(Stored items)
>>

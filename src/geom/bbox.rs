//! Normalized boxes stored as top-left corner plus size.

/// Decimal places kept when a coordinate is shifted between corner and
/// center conventions.
pub const COORD_DECIMALS: i32 = 7;

/// A bounding box `(x, y, width, height)` with `(x, y)` at the top-left,
/// every component a fraction of the frame size.
///
/// Like the server, the box does not enforce positive sizes or in-frame
/// coordinates.
#[derive(Clone, Copy, Debug, PartialEq)]
pub struct BBox {
    pub x: f64,
    pub y: f64,
    pub width: f64,
    pub height: f64,
}

impl BBox {
    /// Creates a box from its top-left corner and size.
    #[inline]
    pub fn from_corner(x: f64, y: f64, width: f64, height: f64) -> Self {
        Self {
            x,
            y,
            width,
            height,
        }
    }

    /// Creates a box from its center and size (the YOLO label convention).
    #[inline]
    pub fn from_center(cx: f64, cy: f64, width: f64, height: f64) -> Self {
        Self::from_corner(cx - width / 2.0, cy - height / 2.0, width, height)
    }

    #[inline]
    pub fn center(&self) -> (f64, f64) {
        (self.x + self.width / 2.0, self.y + self.height / 2.0)
    }

    /// Returns `(cx, cy, width, height)`.
    #[inline]
    pub fn to_cxcywh(&self) -> (f64, f64, f64, f64) {
        let (cx, cy) = self.center();
        (cx, cy, self.width, self.height)
    }

    /// Rounds the origin to [`COORD_DECIMALS`] places and clips it to `[0, 1]`.
    ///
    /// Size is left untouched.
    pub fn clip_origin(&self) -> Self {
        Self::from_corner(
            clip_unit(round_to(self.x, COORD_DECIMALS)),
            clip_unit(round_to(self.y, COORD_DECIMALS)),
            self.width,
            self.height,
        )
    }
}

/// Rounds half away from zero to `decimals` places.
pub fn round_to(value: f64, decimals: i32) -> f64 {
    let factor = 10f64.powi(decimals);
    (value * factor).round() / factor
}

fn clip_unit(value: f64) -> f64 {
    value.clamp(0.0, 1.0)
}
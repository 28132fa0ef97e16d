//! Frame-state download.

use std::collections::BTreeMap;

use tracing::info;

use super::{frame_tiff, truncate_to_seconds};
use crate::api::{value_to_string, AnnotationApi, EntityKind, StateQuery};
use crate::error::TatorError;
use crate::resolve::{Query, Resolver, Scope};
use crate::table::Table;

const LEADING_COLUMNS: [&str; 6] = [
    "id",
    "media_id",
    "media",
    "frame",
    "modified_by",
    "modified_datetime",
];

#[derive(Clone, Debug, PartialEq)]
pub struct StateFilter {
    pub project: Scope,
    pub statetype: Query,
    pub version: Option<Query>,
    pub media: Option<Query>,
    pub attributes: Vec<(String, String)>,
}

/// Lists states as CSV rows sorted by media name then frame.
///
/// Media names lose their file extension; `tiff_frame` is filled from the
/// media's frame directory attributes when present.
pub fn download_states<A: AnnotationApi>(
    resolver: &Resolver<A>,
    filter: &StateFilter,
) -> Result<Table, TatorError> {
    let project = resolver.project_id(&filter.project)?;
    let scope = Scope::Id(project);

    let statetype =
        resolver.resolve_one(EntityKind::StateType, filter.statetype.clone(), Some(&scope))?;
    let mut query = StateQuery {
        type_id: Some(statetype.id),
        attributes: filter.attributes.clone(),
        ..StateQuery::default()
    };
    if let Some(version) = &filter.version {
        let version = resolver.resolve_one(EntityKind::Version, version.clone(), Some(&scope))?;
        query.versions = vec![version.id];
    }
    if let Some(media) = &filter.media {
        let media = resolver.resolve_one(EntityKind::Media, media.clone(), Some(&scope))?;
        query.media_ids = vec![media.id];
    }

    let states = resolver.api().list_states(project, &query)?;
    info!(count = states.len(), statetype = statetype.name_str(), "fetched states");

    let mut records = Vec::with_capacity(states.len());
    for state in &states {
        let mut record = BTreeMap::new();
        record.insert("id".to_string(), state.id.to_string());

        if let Some(&media_id) = state.media.first() {
            let media = resolver.resolve_one(EntityKind::Media, media_id, None)?;
            record.insert("media_id".to_string(), media_id.to_string());
            record.insert("media".to_string(), strip_extension(media.name_str()).to_string());
            if let Some(tiff) = state
                .frame
                .map(|frame| frame_tiff(&media, frame))
                .transpose()?
                .flatten()
            {
                record.insert("tiff_frame".to_string(), tiff);
            }
        }
        record.insert(
            "frame".to_string(),
            state.frame.map(|f| f.to_string()).unwrap_or_default(),
        );

        let modified_by = match state.modified_by {
            Some(id) => {
                let user = resolver.resolve_one(EntityKind::User, id, None)?;
                EntityKind::User.name_of(&user).unwrap_or_default().to_string()
            }
            None => String::new(),
        };
        record.insert("modified_by".to_string(), modified_by);
        record.insert(
            "modified_datetime".to_string(),
            state
                .modified_datetime
                .as_deref()
                .map(truncate_to_seconds)
                .unwrap_or_default(),
        );

        for (key, value) in state.attributes.iter().flatten() {
            record.insert(key.clone(), value_to_string(value).unwrap_or_default());
        }
        records.push(record);
    }

    let mut table = Table::from_records(&LEADING_COLUMNS, &records, &["tiff_frame"]);
    if let (Some(media), Some(frame)) = (table.column("media"), table.column("frame")) {
        table.sort_by_columns(&[media, frame]);
    }
    Ok(table)
}

fn strip_extension(name: &str) -> &str {
    match name.rsplit_once('.') {
        Some((stem, _)) if !stem.is_empty() => stem,
        _ => name,
    }
}

#[cfg(test)]
mod tests {
    use super::*;

    #[test]
    fn extensions_are_stripped() {
        assert_eq!(strip_extension("cam7_2023.mp4"), "cam7_2023");
        assert_eq!(strip_extension("noext"), "noext");
        assert_eq!(strip_extension(".hidden"), ".hidden");
    }
}
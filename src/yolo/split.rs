//! Train/validation partitioning of exported frames.

use std::collections::BTreeMap;
use std::fmt;

use rand::seq::SliceRandom;
use rand::{rngs::StdRng, SeedableRng};
use serde::Serialize;

/// Shuffles `frames` and splits them into `(train, val)`.
///
/// The training side receives `round(ratio * n)` frames (ties to even). A
/// fixed `seed` makes the split reproducible.
pub fn trainval_split<T: Clone>(frames: &[T], ratio: f64, seed: Option<u64>) -> (Vec<T>, Vec<T>) {
    let total_train = ((ratio * frames.len() as f64).round_ties_even() as usize).min(frames.len());

    let mut shuffled = frames.to_vec();
    if let Some(seed) = seed {
        let mut rng = StdRng::seed_from_u64(seed);
        shuffled.shuffle(&mut rng);
    } else {
        let mut rng = rand::rng();
        shuffled.shuffle(&mut rng);
    }

    let val = shuffled.split_off(total_train);
    (shuffled, val)
}

/// Per-class annotation counts on each side of a split.
#[derive(Clone, Debug, PartialEq, Eq, Serialize)]
pub struct ClassSplit {
    pub name: String,
    pub train: usize,
    pub val: usize,
}

impl ClassSplit {
    pub fn total(&self) -> usize {
        self.train + self.val
    }
}

#[derive(Clone, Debug, PartialEq, Eq, Serialize)]
pub struct SplitReport {
    pub classes: Vec<ClassSplit>,
    pub train_frames: usize,
    pub val_frames: usize,
}

impl SplitReport {
    /// Builds the report from per-frame class counts on each side.
    pub fn new<'a>(
        classes: &[String],
        train: impl IntoIterator<Item = &'a BTreeMap<String, usize>>,
        val: impl IntoIterator<Item = &'a BTreeMap<String, usize>>,
    ) -> Self {
        let mut per_class: BTreeMap<&str, (usize, usize)> = BTreeMap::new();
        let mut train_frames = 0;
        let mut val_frames = 0;

        for counts in train {
            train_frames += 1;
            for (class, count) in counts {
                per_class.entry(class.as_str()).or_default().0 += count;
            }
        }
        for counts in val {
            val_frames += 1;
            for (class, count) in counts {
                per_class.entry(class.as_str()).or_default().1 += count;
            }
        }

        let classes = classes
            .iter()
            .map(|name| {
                let (train, val) = per_class.get(name.as_str()).copied().unwrap_or_default();
                ClassSplit {
                    name: name.clone(),
                    train,
                    val,
                }
            })
            .collect();

        Self {
            classes,
            train_frames,
            val_frames,
        }
    }
}

impl fmt::Display for SplitReport {
    fn fmt(&self, f: &mut fmt::Formatter<'_>) -> fmt::Result {
        writeln!(f, "CLASSES:")?;
        for class in &self.classes {
            let total = class.total();
            let ratio = if total == 0 {
                "-,-".to_string()
            } else {
                let train_pct = 100.0 * class.train as f64 / total as f64;
                format!("{:.0}%,{:.0}%", train_pct, 100.0 - train_pct)
            };
            writeln!(
                f,
                "  {:>20}: TRAIN:VAL {}:{} ({}) Total: {}",
                class.name, class.train, class.val, ratio, total
            )?;
        }
        write!(
            f,
            "FRAMES: training: {}, validation: {}, total: {}",
            self.train_frames,
            self.val_frames,
            self.train_frames + self.val_frames
        )
    }
}
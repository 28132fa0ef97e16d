//! Blocking REST client for a Tator server.

use std::time::Duration;

use serde::de::DeserializeOwned;
use serde::{Deserialize, Serialize};
use tracing::debug;
use url::Url;

use super::{
    AnnotationApi, Entity, EntityKind, ListFilter, Localization, LocalizationQuery,
    LocalizationSpec, NewEntity, State, StateQuery, StateSpec,
};
use crate::error::TatorError;

/// Upper bound for a downloaded frame or chip image.
const MAX_IMAGE_BYTES: u64 = 256 * 1024 * 1024;

type HttpResponse = ureq::http::Response<ureq::Body>;

/// [`AnnotationApi`] over Tator's `/rest` endpoints.
pub struct TatorClient {
    agent: ureq::Agent,
    base: Url,
    auth_header: String,
}

#[derive(Deserialize)]
struct CreatedOne {
    id: u64,
}

#[derive(Deserialize)]
struct CreatedMany {
    #[serde(default)]
    id: Vec<u64>,
}

#[derive(Serialize)]
struct IdQuery<'a> {
    ids: &'a [u64],
}

impl TatorClient {
    /// Creates a client for `host` authenticating with `token`.
    ///
    /// `timeout` bounds every request end to end; `None` waits indefinitely.
    pub fn new(host: &str, token: &str, timeout: Option<Duration>) -> Result<Self, TatorError> {
        let mut normalized = host.trim().to_string();
        if !normalized.ends_with('/') {
            normalized.push('/');
        }

        let base = Url::parse(&normalized).map_err(|source| TatorError::InvalidHost {
            host: host.to_string(),
            message: source.to_string(),
        })?;
        if base.cannot_be_a_base() || !matches!(base.scheme(), "http" | "https") {
            return Err(TatorError::InvalidHost {
                host: host.to_string(),
                message: "expected an http(s) URL".to_string(),
            });
        }

        let config = ureq::Agent::config_builder()
            .timeout_global(timeout)
            .http_status_as_error(false)
            .build();

        Ok(Self {
            agent: config.into(),
            base,
            auth_header: format!("Token {}", token.trim()),
        })
    }

    /// The server root this client talks to.
    pub fn host(&self) -> &str {
        self.base.as_str()
    }

    fn url(&self, path: &str, query: &[(&str, String)]) -> Result<Url, TatorError> {
        let mut url = self
            .base
            .join(path)
            .map_err(|source| TatorError::InvalidHost {
                host: self.base.to_string(),
                message: format!("cannot join '{path}': {source}"),
            })?;

        if !query.is_empty() {
            let mut pairs = url.query_pairs_mut();
            for (key, value) in query {
                pairs.append_pair(key, value);
            }
        }

        Ok(url)
    }

    fn get_json<T: DeserializeOwned>(
        &self,
        path: &str,
        query: &[(&str, String)],
    ) -> Result<T, TatorError> {
        let url = self.url(path, query)?;
        debug!(%url, "GET");
        let response = self
            .agent
            .get(url.as_str())
            .header("Authorization", &self.auth_header)
            .header("Accept", "application/json")
            .call()
            .map_err(|source| transport_error(&url, source))?;
        read_json(&url, response)
    }

    fn send_json<B: Serialize, T: DeserializeOwned>(
        &self,
        method: &str,
        path: &str,
        query: &[(&str, String)],
        body: &B,
    ) -> Result<T, TatorError> {
        let url = self.url(path, query)?;
        debug!(%url, method, "sending JSON body");
        let result = match method {
            "PUT" => self
                .agent
                .put(url.as_str())
                .header("Authorization", &self.auth_header)
                .header("Accept", "application/json")
                .send_json(body),
            _ => self
                .agent
                .post(url.as_str())
                .header("Authorization", &self.auth_header)
                .header("Accept", "application/json")
                .send_json(body),
        };
        let response = result.map_err(|source| transport_error(&url, source))?;
        read_json(&url, response)
    }

    fn get_bytes(&self, path: &str, query: &[(&str, String)]) -> Result<Vec<u8>, TatorError> {
        let url = self.url(path, query)?;
        debug!(%url, "GET image");
        let mut response = self
            .agent
            .get(url.as_str())
            .header("Authorization", &self.auth_header)
            .call()
            .map_err(|source| transport_error(&url, source))?;
        check_status(&url, &mut response)?;
        response
            .body_mut()
            .with_config()
            .limit(MAX_IMAGE_BYTES)
            .read_to_vec()
            .map_err(|source| transport_error(&url, source))
    }
}

/// REST collection and item routes per entity kind.
fn routes(kind: EntityKind) -> (&'static str, &'static str) {
    match kind {
        EntityKind::Project => ("Projects", "Project"),
        EntityKind::Media => ("Medias", "Media"),
        EntityKind::MediaType => ("MediaTypes", "MediaType"),
        EntityKind::Version => ("Versions", "Version"),
        EntityKind::LocalizationType => ("LocalizationTypes", "LocalizationType"),
        EntityKind::StateType => ("StateTypes", "StateType"),
        EntityKind::LeafType => ("LeafTypes", "LeafType"),
        EntityKind::Leaf => ("Leaves", "Leaf"),
        EntityKind::User => ("Users", "User"),
    }
}

fn collection_path(kind: EntityKind, scope: Option<u64>) -> Result<String, TatorError> {
    let (collection, _) = routes(kind);
    match (kind.is_scoped(), scope) {
        (true, Some(project)) => Ok(format!("rest/{collection}/{project}")),
        (true, None) => Err(TatorError::MissingScope {
            kind,
            query: "list".to_string(),
        }),
        (false, _) => Ok(format!("rest/{collection}")),
    }
}

fn join_ids(ids: &[u64]) -> String {
    ids.iter()
        .map(u64::to_string)
        .collect::<Vec<_>>()
        .join(",")
}

fn attribute_params(attributes: &[(String, String)]) -> Vec<(&'static str, String)> {
    attributes
        .iter()
        .map(|(key, value)| ("attribute", format!("{key}::{value}")))
        .collect()
}

fn localization_params(query: &LocalizationQuery) -> Vec<(&'static str, String)> {
    let mut params = Vec::new();
    if !query.versions.is_empty() {
        params.push(("version", join_ids(&query.versions)));
    }
    if let Some(type_id) = query.type_id {
        params.push(("type", type_id.to_string()));
    }
    if !query.media_ids.is_empty() {
        params.push(("media_id", join_ids(&query.media_ids)));
    }
    if let Some(frame) = query.frame {
        params.push(("frame", frame.to_string()));
    }
    params.extend(attribute_params(&query.attributes));
    if let Some((start, stop)) = query.window {
        params.push(("start", start.to_string()));
        params.push(("stop", stop.to_string()));
    }
    params
}

fn state_params(query: &StateQuery) -> Vec<(&'static str, String)> {
    let mut params = Vec::new();
    if let Some(type_id) = query.type_id {
        params.push(("type", type_id.to_string()));
    }
    if !query.versions.is_empty() {
        params.push(("version", join_ids(&query.versions)));
    }
    if !query.media_ids.is_empty() {
        params.push(("media_id", join_ids(&query.media_ids)));
    }
    params.extend(attribute_params(&query.attributes));
    params
}

fn transport_error(url: &Url, source: ureq::Error) -> TatorError {
    TatorError::Api {
        url: url.to_string(),
        message: source.to_string(),
    }
}

fn check_status(url: &Url, response: &mut HttpResponse) -> Result<(), TatorError> {
    let status = response.status();
    if status.is_success() {
        return Ok(());
    }
    let body = response.body_mut().read_to_string().unwrap_or_default();
    Err(TatorError::ApiStatus {
        url: url.to_string(),
        status: status.as_u16(),
        body,
    })
}

fn read_json<T: DeserializeOwned>(url: &Url, mut response: HttpResponse) -> Result<T, TatorError> {
    check_status(url, &mut response)?;
    response
        .body_mut()
        .read_json::<T>()
        .map_err(|source| TatorError::ApiDecode {
            url: url.to_string(),
            message: source.to_string(),
        })
}

impl AnnotationApi for TatorClient {
    fn list_entities(
        &self,
        kind: EntityKind,
        scope: Option<u64>,
        filter: &ListFilter,
    ) -> Result<Vec<Entity>, TatorError> {
        let path = collection_path(kind, scope)?;
        let mut params = Vec::new();
        if let Some(name) = &filter.name {
            match kind {
                EntityKind::User => params.push(("username", name.clone())),
                EntityKind::Media => params.push(("name", name.clone())),
                _ => {}
            }
        }
        if let (EntityKind::Media, Some(dtype)) = (kind, &filter.media_dtype) {
            params.push(("dtype", dtype.clone()));
        }
        self.get_json(&path, &params)
    }

    fn get_entity(&self, kind: EntityKind, id: u64) -> Result<Entity, TatorError> {
        let (_, item) = routes(kind);
        self.get_json(&format!("rest/{item}/{id}"), &[])
    }

    fn create_entity(
        &self,
        kind: EntityKind,
        scope: u64,
        spec: &NewEntity,
    ) -> Result<u64, TatorError> {
        if kind != EntityKind::Version {
            return Err(TatorError::UnsupportedOperation {
                kind,
                operation: "create",
            });
        }
        let path = collection_path(kind, Some(scope))?;
        let created: CreatedOne = self.send_json("POST", &path, &[], spec)?;
        Ok(created.id)
    }

    fn list_localizations(
        &self,
        project: u64,
        query: &LocalizationQuery,
    ) -> Result<Vec<Localization>, TatorError> {
        let path = format!("rest/Localizations/{project}");
        let params = localization_params(query);
        if query.ids.is_empty() {
            self.get_json(&path, &params)
        } else {
            self.send_json("PUT", &path, &params, &IdQuery { ids: &query.ids })
        }
    }

    fn create_localizations(
        &self,
        project: u64,
        specs: &[LocalizationSpec],
    ) -> Result<Vec<u64>, TatorError> {
        let created: CreatedMany =
            self.send_json("POST", &format!("rest/Localizations/{project}"), &[], &specs)?;
        Ok(created.id)
    }

    fn list_states(&self, project: u64, query: &StateQuery) -> Result<Vec<State>, TatorError> {
        self.get_json(&format!("rest/States/{project}"), &state_params(query))
    }

    fn create_states(&self, project: u64, specs: &[StateSpec]) -> Result<Vec<u64>, TatorError> {
        let created: CreatedMany =
            self.send_json("POST", &format!("rest/States/{project}"), &[], &specs)?;
        Ok(created.id)
    }

    fn get_frame(&self, media: u64, frame: u64) -> Result<Vec<u8>, TatorError> {
        self.get_bytes(
            &format!("rest/GetFrame/{media}"),
            &[("frames", frame.to_string())],
        )
    }

    fn get_localization_graphic(&self, id: u64) -> Result<Vec<u8>, TatorError> {
        self.get_bytes(&format!("rest/LocalizationGraphic/{id}"), &[])
    }
}

#[cfg(test)]
mod tests {
    use super::*;

    #[test]
    fn host_without_trailing_slash_keeps_its_path() {
        let client = TatorClient::new("https://example.org/tator", "abc", None).expect("client");
        let url = client.url("rest/Projects", &[]).expect("url");
        assert_eq!(url.as_str(), "https://example.org/tator/rest/Projects");
    }

    #[test]
    fn invalid_host_is_rejected() {
        let err = TatorClient::new("not a url", "abc", None)
            .err()
            .expect("should fail");
        assert!(matches!(err, TatorError::InvalidHost { .. }));

        let err = TatorClient::new("ftp://example.org", "abc", None)
            .err()
            .expect("should fail");
        assert!(matches!(err, TatorError::InvalidHost { .. }));
    }

    #[test]
    fn query_params_are_encoded() {
        let client = TatorClient::new("https://example.org", "abc", None).expect("client");
        let params = localization_params(&LocalizationQuery {
            versions: vec![1, 2],
            media_ids: vec![5],
            attributes: vec![("Class".to_string(), "salpa aspera".to_string())],
            window: Some((0, 10)),
            ..Default::default()
        });
        let url = client.url("rest/Localizations/3", &params).expect("url");
        assert_eq!(
            url.as_str(),
            "https://example.org/rest/Localizations/3?version=1%2C2&media_id=5&attribute=Class%3A%3Asalpa+aspera&start=0&stop=10"
        );
    }

    #[test]
    fn empty_query_adds_no_question_mark() {
        let client = TatorClient::new("https://example.org/", "abc", None).expect("client");
        let url = client.url("rest/Project/1", &[]).expect("url");
        assert_eq!(url.as_str(), "https://example.org/rest/Project/1");
    }

    #[test]
    fn scoped_collection_requires_project() {
        assert_eq!(
            collection_path(EntityKind::Version, Some(4)).expect("path"),
            "rest/Versions/4"
        );
        assert_eq!(
            collection_path(EntityKind::User, None).expect("path"),
            "rest/Users"
        );
        assert!(matches!(
            collection_path(EntityKind::Leaf, None),
            Err(TatorError::MissingScope { .. })
        ));
    }
}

<<

Your task: Show every line in the entries where the string "HttpResponse" occurs.

Answer to this problem:
type HttpResponse = ureq::http::Response<ureq::Body>;
fn check_status(url: &Url, response: &mut HttpResponse) -> Result<(), TatorError> {
fn read_json<T: DeserializeOwned>(url: &Url, mut response: HttpResponse) -> Result<T, TatorError> {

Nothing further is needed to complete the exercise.